**WORK ITEM**: Would you restate the entries below word for word, starting at the first line and ending with the one that has "feed, consumed by"?

**EXTRACTED RECORDS**:
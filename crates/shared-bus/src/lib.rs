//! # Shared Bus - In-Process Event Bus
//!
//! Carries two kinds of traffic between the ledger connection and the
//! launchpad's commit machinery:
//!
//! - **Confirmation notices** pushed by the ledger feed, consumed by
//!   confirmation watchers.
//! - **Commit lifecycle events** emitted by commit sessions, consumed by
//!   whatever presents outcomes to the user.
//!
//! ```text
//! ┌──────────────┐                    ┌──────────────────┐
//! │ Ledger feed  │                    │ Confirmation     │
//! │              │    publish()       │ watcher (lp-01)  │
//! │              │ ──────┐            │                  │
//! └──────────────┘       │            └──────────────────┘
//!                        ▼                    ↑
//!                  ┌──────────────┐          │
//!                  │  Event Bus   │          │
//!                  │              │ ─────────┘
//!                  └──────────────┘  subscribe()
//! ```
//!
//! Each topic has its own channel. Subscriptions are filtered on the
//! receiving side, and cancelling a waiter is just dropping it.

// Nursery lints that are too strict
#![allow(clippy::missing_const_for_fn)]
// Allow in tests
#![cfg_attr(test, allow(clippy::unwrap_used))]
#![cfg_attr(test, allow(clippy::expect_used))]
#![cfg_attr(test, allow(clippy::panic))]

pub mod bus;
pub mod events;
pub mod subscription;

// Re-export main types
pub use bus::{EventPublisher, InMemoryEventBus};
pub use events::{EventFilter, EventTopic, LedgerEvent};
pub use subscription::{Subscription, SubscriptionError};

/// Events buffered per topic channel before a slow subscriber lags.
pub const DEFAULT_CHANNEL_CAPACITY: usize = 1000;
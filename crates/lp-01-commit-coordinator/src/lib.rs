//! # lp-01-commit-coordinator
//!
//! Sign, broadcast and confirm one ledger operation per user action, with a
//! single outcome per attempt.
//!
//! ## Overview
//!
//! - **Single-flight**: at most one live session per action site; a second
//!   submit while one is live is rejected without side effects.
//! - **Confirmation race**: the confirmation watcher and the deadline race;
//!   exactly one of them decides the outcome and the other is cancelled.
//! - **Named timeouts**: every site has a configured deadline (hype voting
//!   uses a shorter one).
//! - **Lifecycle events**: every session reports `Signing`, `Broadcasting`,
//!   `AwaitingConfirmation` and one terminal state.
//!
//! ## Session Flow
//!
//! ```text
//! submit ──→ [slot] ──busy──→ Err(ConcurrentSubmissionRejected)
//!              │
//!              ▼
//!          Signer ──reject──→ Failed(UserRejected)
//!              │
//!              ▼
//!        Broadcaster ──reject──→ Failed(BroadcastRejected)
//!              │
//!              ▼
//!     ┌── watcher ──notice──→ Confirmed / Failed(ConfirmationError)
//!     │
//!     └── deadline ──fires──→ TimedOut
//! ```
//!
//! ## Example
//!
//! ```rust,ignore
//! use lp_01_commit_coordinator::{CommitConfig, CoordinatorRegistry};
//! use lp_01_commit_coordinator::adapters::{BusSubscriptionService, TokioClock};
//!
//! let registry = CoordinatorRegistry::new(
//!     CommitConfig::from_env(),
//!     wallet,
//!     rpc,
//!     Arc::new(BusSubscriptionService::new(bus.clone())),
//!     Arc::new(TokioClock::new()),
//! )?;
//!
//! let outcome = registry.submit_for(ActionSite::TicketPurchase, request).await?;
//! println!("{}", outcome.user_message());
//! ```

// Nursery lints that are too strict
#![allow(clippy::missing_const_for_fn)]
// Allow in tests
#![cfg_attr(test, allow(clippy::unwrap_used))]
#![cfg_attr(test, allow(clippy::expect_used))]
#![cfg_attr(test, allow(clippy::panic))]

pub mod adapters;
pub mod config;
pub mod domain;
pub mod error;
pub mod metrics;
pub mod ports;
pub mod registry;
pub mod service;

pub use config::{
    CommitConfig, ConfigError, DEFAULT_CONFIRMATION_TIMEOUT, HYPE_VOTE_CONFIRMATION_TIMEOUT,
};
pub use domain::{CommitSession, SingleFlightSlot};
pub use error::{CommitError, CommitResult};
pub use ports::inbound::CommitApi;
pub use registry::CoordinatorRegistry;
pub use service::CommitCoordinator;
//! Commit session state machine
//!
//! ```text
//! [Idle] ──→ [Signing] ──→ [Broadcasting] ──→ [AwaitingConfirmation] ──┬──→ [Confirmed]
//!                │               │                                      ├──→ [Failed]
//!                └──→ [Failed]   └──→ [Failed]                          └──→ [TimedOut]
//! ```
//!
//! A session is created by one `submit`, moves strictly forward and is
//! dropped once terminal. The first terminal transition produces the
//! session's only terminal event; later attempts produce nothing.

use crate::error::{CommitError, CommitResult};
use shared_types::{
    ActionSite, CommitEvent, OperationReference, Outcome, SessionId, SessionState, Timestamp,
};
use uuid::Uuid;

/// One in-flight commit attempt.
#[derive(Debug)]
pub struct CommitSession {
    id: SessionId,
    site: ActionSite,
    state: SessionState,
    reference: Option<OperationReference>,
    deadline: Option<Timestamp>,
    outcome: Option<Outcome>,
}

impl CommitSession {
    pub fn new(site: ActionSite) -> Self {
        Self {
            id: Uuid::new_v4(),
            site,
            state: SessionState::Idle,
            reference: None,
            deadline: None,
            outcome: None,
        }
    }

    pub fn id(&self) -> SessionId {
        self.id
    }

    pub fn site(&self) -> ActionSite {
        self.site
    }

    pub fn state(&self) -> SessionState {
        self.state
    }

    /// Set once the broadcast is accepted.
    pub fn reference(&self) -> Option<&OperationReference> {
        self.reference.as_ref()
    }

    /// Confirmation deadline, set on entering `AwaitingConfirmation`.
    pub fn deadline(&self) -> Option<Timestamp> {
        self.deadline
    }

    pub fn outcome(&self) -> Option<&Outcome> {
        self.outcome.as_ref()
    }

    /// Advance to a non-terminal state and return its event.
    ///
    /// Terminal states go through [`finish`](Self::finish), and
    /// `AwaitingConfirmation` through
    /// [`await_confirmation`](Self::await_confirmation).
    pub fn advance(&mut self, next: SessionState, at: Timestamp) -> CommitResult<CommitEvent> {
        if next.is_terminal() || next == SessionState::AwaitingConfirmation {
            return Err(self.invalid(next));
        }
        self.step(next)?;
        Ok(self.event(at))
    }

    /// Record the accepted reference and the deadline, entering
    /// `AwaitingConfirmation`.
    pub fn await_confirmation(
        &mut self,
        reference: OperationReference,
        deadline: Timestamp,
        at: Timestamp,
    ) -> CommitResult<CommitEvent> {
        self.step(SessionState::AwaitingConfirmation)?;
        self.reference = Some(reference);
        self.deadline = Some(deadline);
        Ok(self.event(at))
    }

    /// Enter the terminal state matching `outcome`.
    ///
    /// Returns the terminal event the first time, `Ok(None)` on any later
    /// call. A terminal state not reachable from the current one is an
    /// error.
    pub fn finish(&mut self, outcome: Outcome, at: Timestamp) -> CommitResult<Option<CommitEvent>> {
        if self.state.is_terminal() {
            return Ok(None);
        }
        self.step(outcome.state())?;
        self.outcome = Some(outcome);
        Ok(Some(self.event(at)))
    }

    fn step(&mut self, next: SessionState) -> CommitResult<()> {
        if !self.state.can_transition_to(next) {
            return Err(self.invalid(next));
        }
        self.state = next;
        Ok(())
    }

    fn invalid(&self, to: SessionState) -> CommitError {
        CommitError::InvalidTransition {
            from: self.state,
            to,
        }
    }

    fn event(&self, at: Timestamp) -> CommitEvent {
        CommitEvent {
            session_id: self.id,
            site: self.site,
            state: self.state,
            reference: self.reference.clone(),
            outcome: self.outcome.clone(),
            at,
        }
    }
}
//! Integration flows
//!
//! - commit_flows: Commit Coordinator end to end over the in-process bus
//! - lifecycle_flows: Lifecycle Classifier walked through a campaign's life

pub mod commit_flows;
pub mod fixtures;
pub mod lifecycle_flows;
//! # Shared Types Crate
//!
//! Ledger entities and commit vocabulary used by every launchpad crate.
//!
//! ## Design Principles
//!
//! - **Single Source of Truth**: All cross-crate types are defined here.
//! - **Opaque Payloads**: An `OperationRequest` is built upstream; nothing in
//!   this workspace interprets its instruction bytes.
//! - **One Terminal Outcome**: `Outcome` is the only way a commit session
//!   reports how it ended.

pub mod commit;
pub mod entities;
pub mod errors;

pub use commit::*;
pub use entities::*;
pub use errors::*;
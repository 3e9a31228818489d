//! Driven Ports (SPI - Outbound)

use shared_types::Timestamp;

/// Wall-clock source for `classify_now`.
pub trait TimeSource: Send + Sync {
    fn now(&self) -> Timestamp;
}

**ANSWER TO THE EXERCISE**:
filename crates/shared-bus/src/lib.rs
//! # Shared Bus - In-Process Event Bus
//!
//! Carries two kinds of traffic between the ledger connection and the
//! launchpad's commit machinery:
//!
//! - **Confirmation notices** pushed by the ledger feed, consumed by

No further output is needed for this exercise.